The unveiling took place against the backdrop of a new exhibition from the Jewellery Quarter Research Trust in the Shakespeare Memorial Room celebrating Birmingham’s Shakespeare heritage in relation to Dawson and Timmins.
George Dawson (1821-1876) was a nonconformist preacher, lecturer and activist with an influential voice in the calls for political and social reform in 19th century Birmingham. He became a widely celebrated lecturer, promoting the "Civic Gospel" and helped to found the Shakespeare Memorial Library. The ‘Everything to Everybody’ Project has sponsored this Blue Plaque to recognise Dawson's relevance to society today. The plaque will be erected in the Skyline Room, outside the Shakespeare Memorial Library.
Samuel Timmins (1826-1902) inherited a family business manufacturing small steel tools and hardware, but his true passion was literature and he dedicated his efforts to establishing the Shakespeare Memorial Library. The plaque will be erected on his home in Elvetham Road, Edgbaston soon after the ceremony.

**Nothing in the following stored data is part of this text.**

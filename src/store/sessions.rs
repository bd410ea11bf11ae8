use crate::store::StoreError;
use rand::Rng;
use sqlx::sqlite::SqlitePool;
use std::time::Duration;
use time::OffsetDateTime;
use tokio::task::JoinHandle;

/// Length of the random session identifier.
pub const SESSION_ID_LEN: usize = 64;

/// A server-side session record.
#[derive(Debug, Clone, PartialEq, Eq, sqlx::FromRow)]
pub struct Session {
    /// Opaque identifier, also carried by the client cookie.
    #[sqlx(rename = "sid")]
    pub id: String,
    /// Set once the credentials were checked.
    pub logged_in: bool,
    /// The user the session belongs to.
    pub username: String,
    /// Unix timestamp (seconds) after which the session is dead.
    #[sqlx(rename = "expires")]
    pub expires_at: i64,
}

/// Create a random session id with alphanumeric characters.
pub fn new_session_id() -> String {
    let mut rng = rand::thread_rng();
    (&mut rng)
        .sample_iter(rand::distributions::Alphanumeric)
        .take(SESSION_ID_LEN)
        .map(char::from)
        .collect()
}

fn now() -> i64 {
    OffsetDateTime::now_utc().unix_timestamp()
}

/// Session store backed by the `sessions` table.
#[derive(Clone)]
pub struct SessionStore {
    pool: SqlitePool,
}

impl SessionStore {
    /// Wraps an existing pool.
    pub fn new(pool: SqlitePool) -> Self {
        SessionStore { pool }
    }

    /// Writes a fresh logged-in session for `username`, valid for `max_age`
    /// from now.
    pub async fn create(&self, username: &str, max_age: Duration) -> Result<Session, StoreError> {
        let max_age = i64::try_from(max_age.as_secs()).unwrap_or(i64::MAX);
        let session = Session {
            id: new_session_id(),
            logged_in: true,
            username: username.to_string(),
            expires_at: now().saturating_add(max_age),
        };
        sqlx::query(
            r#"INSERT INTO sessions (sid, logged_in, username, expires) VALUES ( ?, ?, ?, ? )"#,
        )
        .bind(&session.id)
        .bind(session.logged_in)
        .bind(&session.username)
        .bind(session.expires_at)
        .execute(&self.pool)
        .await?;
        Ok(session)
    }

    /// Fetches a session that has not expired yet.
    pub async fn find_active(&self, id: &str) -> Result<Option<Session>, StoreError> {
        self.find_active_at(id, now()).await
    }

    /// Same as [`SessionStore::find_active`] with an explicit clock.
    pub async fn find_active_at(&self, id: &str, now: i64) -> Result<Option<Session>, StoreError> {
        let session = sqlx::query_as::<_, Session>(
            r#"SELECT sid, logged_in, username, expires FROM sessions
               WHERE sid=? AND expires > ?"#,
        )
        .bind(id)
        .bind(now)
        .fetch_optional(&self.pool)
        .await?;
        Ok(session)
    }

    /// Deletes a session. Returns whether a row was removed.
    pub async fn destroy(&self, id: &str) -> Result<bool, StoreError> {
        let result = sqlx::query(r#"DELETE FROM sessions WHERE sid=?"#)
            .bind(id)
            .execute(&self.pool)
            .await?;
        Ok(result.rows_affected() > 0)
    }

    /// Removes every session expired at `now`. Returns the number removed.
    pub async fn sweep_expired_at(&self, now: i64) -> Result<u64, StoreError> {
        let result = sqlx::query(r#"DELETE FROM sessions WHERE expires <= ?"#)
            .bind(now)
            .execute(&self.pool)
            .await?;
        Ok(result.rows_affected())
    }

    /// Starts the background task clearing expired sessions every `every`.
    pub fn spawn_sweeper(&self, every: Duration) -> JoinHandle<()> {
        let store = self.clone();
        tokio::spawn(async move {
            let mut interval = tokio::time::interval(every);
            loop {
                interval.tick().await;
                match store.sweep_expired_at(now()).await {
                    Ok(0) => {}
                    Ok(removed) => tracing::debug!("swept {} expired sessions", removed),
                    Err(e) => tracing::warn!("session sweep failed: {}", e),
                }
            }
        })
    }
}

For over 100 years, Birmingham Civic Society has worked to make Birmingham a better place for everyone, encouraging community engagement and promoting pride in our city. We award Blue Plaques to significant sites around the city and to people who have excelled in their career or made a significant contribution to our city and we are delighted to be celebrating Dawson and Timmins contributions to Birmingham. To-date we have erected over 100 Blue Plaques reflecting the diversity of the city and its incredible past, each telling its own fascinating story.Professor Michael Butler, Birmingham Civic Society.
The exhibition in the Shakespeare Memorial Room, ‘The Heroic Age in Birmingham History’ is the sixth community curated exhibition created as part of the ‘Everything to Everybody’ Project. The Jewellery Quarter Research Trust’s exhibition tells the story of how George Dawson, Samuel Timmins, Joseph Chamberlain and JT Bunce made a significant impact on Birmingham’s history contributing to the improvement of health and living conditions, as well as the founding of municipal buildings: schools, museums, swimming baths, hospitals and libraries.
The exhibition charts the impact these individuals, along with their colleagues who made up the ‘Our Shakespeare Club’ – founded in 1858 - had in the life of the wider community.
We love sharing the great public Shakespeare collection which George Dawson and Sam Timmins established, and I’m looking forward to honouring those pioneers with richly deserved blue plaques. And where better to do so than outside Birmingham’s historic Shakespeare Memorial Room, part of the first great Shakespeare library in the world, which owes its very existence to Dawson and Timmins?Professor Ewan Fernie
The ‘Everything to Everybody’ Project is an ambitious celebration of one of the UK’s most important cultural assets: the Birmingham Shakespeare Memorial Library – not just the first great Shakespeare library in the world but also the only great Shakespeare collection which belongs to all the people of a city.
The ‘Everything to Everybody’ Project is a collaboration between the University of Birmingham and Birmingham City Council, with funding contributed by National Lottery Heritage Fund and History West Midlands ‘Everything to Everybody’ will give this uniquely democratic Shakespeare heritage back to people and communities across Birmingham.
To achieve this, ‘Everything to Everybody’ is working in conjunction with anchor institutions and arts organisations such as Birmingham Civic Society and the Jewellery Quarter Research Trust.